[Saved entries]
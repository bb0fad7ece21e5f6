//! tally-core: message interpretation for the Tally ledger bot.
//!
//! Pure logic only: no IO, no network. The clock and the reply picker are
//! injected so every decision here is reproducible in tests.

pub mod amount;
pub mod classify;
pub mod dates;
pub mod entry;
pub mod interpret;
pub mod lexicon;
pub mod replies;

pub use amount::{parse_amount, words_to_number};
pub use classify::{Intent, classify_intent, detect_category, detect_kind, query_category};
pub use dates::{Clock, FixedClock, ZonedClock, parse_timezone, query_range, record_date};
pub use entry::{Category, DateRange, EntryKind, LedgerEntry};
pub use interpret::{Interpretation, Interpreter, RecordDraft, Summary};
pub use lexicon::{Language, Lexicon, NumberWord};
pub use replies::{Composer, FixedPicker, Picker, RandomPicker};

## Work task
Copy, exactly and with nothing added, the lines from the one containing "pub mod interpret;" through the end of the records.

## Answer for this exercise
pub mod interpret;
pub mod lexicon;
pub mod replies;

pub use amount::{parse_amount, words_to_number};
pub use classify::{Intent, classify_intent, detect_category, detect_kind, query_category};
pub use dates::{Clock, FixedClock, ZonedClock, parse_timezone, query_range, record_date};
pub use entry::{Category, DateRange, EntryKind, LedgerEntry};
pub use interpret::{Interpretation, Interpreter, RecordDraft, Summary};
pub use lexicon::{Language, Lexicon, NumberWord};
pub use replies::{Composer, FixedPicker, Picker, RandomPicker};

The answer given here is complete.